Directions for this task:
Check the entries below for lines with "usize"; report only how many there are.

Start of Material for this task

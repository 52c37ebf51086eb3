//! RESP (Redis Serialization Protocol) encoder and decoder
//!
//! Minimal RESP support for control-plane traffic: encoding commands
//! as bulk-string arrays and streaming decode of responses.

use std::io::{self, BufRead};

/// RESP value types
#[derive(Debug, Clone, PartialEq)]
pub enum RespValue {
    /// Simple string (+OK\r\n)
    SimpleString(String),
    /// Error (-ERR message\r\n)
    Error(String),
    /// Integer (:1000\r\n)
    Integer(i64),
    /// Bulk string ($6\r\nfoobar\r\n)
    BulkString(Vec<u8>),
    /// Null bulk string ($-1\r\n)
    Null,
    /// Array (*2\r\n...)
    Array(Vec<RespValue>),
}

impl RespValue {
    /// Check if this is an error response
    pub fn is_error(&self) -> bool {
        matches!(self, RespValue::Error(_))
    }

    /// Get as string (for simple string or bulk string)
    pub fn as_str(&self) -> Option<&str> {
        match self {
            RespValue::SimpleString(s) => Some(s),
            RespValue::BulkString(b) => std::str::from_utf8(b).ok(),
            _ => None,
        }
    }

    /// Get as bytes (for bulk string)
    pub fn as_bytes(&self) -> Option<&[u8]> {
        match self {
            RespValue::BulkString(b) => Some(b),
            _ => None,
        }
    }

    /// Get as integer
    pub fn as_i64(&self) -> Option<i64> {
        match self {
            RespValue::Integer(i) => Some(*i),
            _ => None,
        }
    }
}

/// RESP encoder with pre-allocated buffer
pub struct RespEncoder {
    buf: Vec<u8>,
}

impl RespEncoder {
    /// Create new encoder with specified capacity
    pub fn with_capacity(capacity: usize) -> Self {
        Self {
            buf: Vec::with_capacity(capacity),
        }
    }

    /// Clear buffer for reuse
    pub fn clear(&mut self) {
        self.buf.clear();
    }

    /// Get encoded bytes
    pub fn as_bytes(&self) -> &[u8] {
        &self.buf
    }

    /// Encode a command as RESP array
    /// Each argument is encoded as a bulk string
    pub fn encode_command(&mut self, args: &[&[u8]]) {
        // Array header: *<count>\r\n
        self.buf.push(b'*');
        self.write_int(args.len() as i64);
        self.buf.extend_from_slice(b"\r\n");

        // Each argument as bulk string: $<len>\r\n<data>\r\n
        for arg in args {
            self.buf.push(b'$');
            self.write_int(arg.len() as i64);
            self.buf.extend_from_slice(b"\r\n");
            self.buf.extend_from_slice(arg);
            self.buf.extend_from_slice(b"\r\n");
        }
    }

    /// Encode a command from string slices
    pub fn encode_command_str(&mut self, args: &[&str]) {
        let byte_args: Vec<&[u8]> = args.iter().map(|s| s.as_bytes()).collect();
        self.encode_command(&byte_args);
    }

    /// Write integer using fast itoa
    #[inline]
    fn write_int(&mut self, value: i64) {
        let mut buffer = itoa::Buffer::new();
        let s = buffer.format(value);
        self.buf.extend_from_slice(s.as_bytes());
    }
}

/// RESP decoder for streaming reads
pub struct RespDecoder<R> {
    reader: R,
    line_buf: String,
}

impl<R: BufRead> RespDecoder<R> {
    pub fn new(reader: R) -> Self {
        Self {
            reader,
            line_buf: String::with_capacity(256),
        }
    }

    /// Decode next RESP value from stream
    pub fn decode(&mut self) -> io::Result<RespValue> {
        // Read type byte
        self.line_buf.clear();
        self.reader.read_line(&mut self.line_buf)?;

        if self.line_buf.is_empty() {
            return Err(io::Error::new(
                io::ErrorKind::UnexpectedEof,
                "Connection closed",
            ));
        }

        let line = self.line_buf.trim_end_matches(&['\r', '\n'][..]);
        if line.is_empty() {
            return Err(io::Error::new(
                io::ErrorKind::InvalidData,
                "Empty RESP line",
            ));
        }

        let type_byte = line.as_bytes()[0];
        let content = &line[1..];

        match type_byte {
            b'+' => Ok(RespValue::SimpleString(content.to_string())),
            b'-' => Ok(RespValue::Error(content.to_string())),
            b':' => {
                let value: i64 = content
                    .parse()
                    .map_err(|_| io::Error::new(io::ErrorKind::InvalidData, "Invalid integer"))?;
                Ok(RespValue::Integer(value))
            }
            b'$' => {
                let len: i64 = content.parse().map_err(|_| {
                    io::Error::new(io::ErrorKind::InvalidData, "Invalid bulk string length")
                })?;

                if len < 0 {
                    return Ok(RespValue::Null);
                }

                let len = len as usize;
                let mut data = vec![0u8; len];
                self.reader.read_exact(&mut data)?;

                // Read trailing \r\n
                let mut crlf = [0u8; 2];
                self.reader.read_exact(&mut crlf)?;

                Ok(RespValue::BulkString(data))
            }
            b'*' => {
                let count: i64 = content.parse().map_err(|_| {
                    io::Error::new(io::ErrorKind::InvalidData, "Invalid array length")
                })?;

                if count < 0 {
                    return Ok(RespValue::Null);
                }

                let mut elements = Vec::with_capacity(count as usize);
                for _ in 0..count {
                    elements.push(self.decode()?);
                }

                Ok(RespValue::Array(elements))
            }
            _ => Err(io::Error::new(
                io::ErrorKind::InvalidData,
                format!("Invalid RESP type byte: {}", type_byte as char),
            )),
        }
    }
}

End of Material for this task

Output for this task:
3